**Task objective:** Once you reach the line containing "let weight = position" in the data below, restate each line word for word up to and including the one containing "let above = *sorted.get(lower)?;".
Start of Given data
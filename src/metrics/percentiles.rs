//! Order statistics over sorted response times.
//!
//! Quantiles use the exclusive method: the sample is treated as `n + 1`
//! equal-probability cut points and values between neighbours are linearly
//! interpolated. Small samples fall back to the maximum (see [`tail_latency`]).

/// p95 needs strictly more samples than this before interpolating.
pub(super) const P95_MIN_SAMPLES: usize = 20;
/// p99 needs strictly more samples than this before interpolating.
pub(super) const P99_MIN_SAMPLES: usize = 100;

/// Cut point `index` of `parts` equal-probability intervals over `sorted`.
///
/// `sorted` must be ascending with at least two elements and `0 < index < parts`.
pub(super) fn quantile_exclusive(sorted: &[f64], parts: usize, index: usize) -> Option<f64> {
    let len = sorted.len();
    if len < 2 || parts == 0 || index == 0 || index >= parts {
        return None;
    }
    let position = index.checked_mul(len.checked_add(1)?)?;
    let lower = position.checked_div(parts)?.clamp(1, len.saturating_sub(1));
    let weight = position as f64 - lower.checked_mul(parts)? as f64;
    let parts_f = parts as f64;

    let below = *sorted.get(lower.checked_sub(1)?)?;
    let above = *sorted.get(lower)?;
    Some((below * (parts_f - weight) + above * weight) / parts_f)
}

/// Tail percentile `index / parts`, or the sample maximum when the sample is
/// not larger than `min_samples`.
pub(super) fn tail_latency(
    sorted: &[f64],
    parts: usize,
    index: usize,
    min_samples: usize,
) -> f64 {
    let max = sorted.last().copied().unwrap_or(0.0);
    if sorted.len() > min_samples {
        quantile_exclusive(sorted, parts, index).unwrap_or(max)
    } else {
        max
    }
}

/// Middle value, or the mean of the two middle values for even lengths.
pub(super) fn median(sorted: &[f64]) -> f64 {
    let len = sorted.len();
    if len == 0 {
        return 0.0;
    }
    let mid = len / 2;
    if len % 2 == 1 {
        sorted.get(mid).copied().unwrap_or(0.0)
    } else {
        let low = mid.checked_sub(1).and_then(|idx| sorted.get(idx)).copied();
        let high = sorted.get(mid).copied();
        match (low, high) {
            (Some(low), Some(high)) => (low + high) / 2.0,
            _ => 0.0,
        }
    }
}

pub(super) fn mean(values: &[f64]) -> f64 {
    if values.is_empty() {
        return 0.0;
    }
    values.iter().sum::<f64>() / values.len() as f64
}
End of Given data
**Output for this task:**
    let weight = position as f64 - lower.checked_mul(parts)? as f64;
    let parts_f = parts as f64;

    let below = *sorted.get(lower.checked_sub(1)?)?;
    let above = *sorted.get(lower)?;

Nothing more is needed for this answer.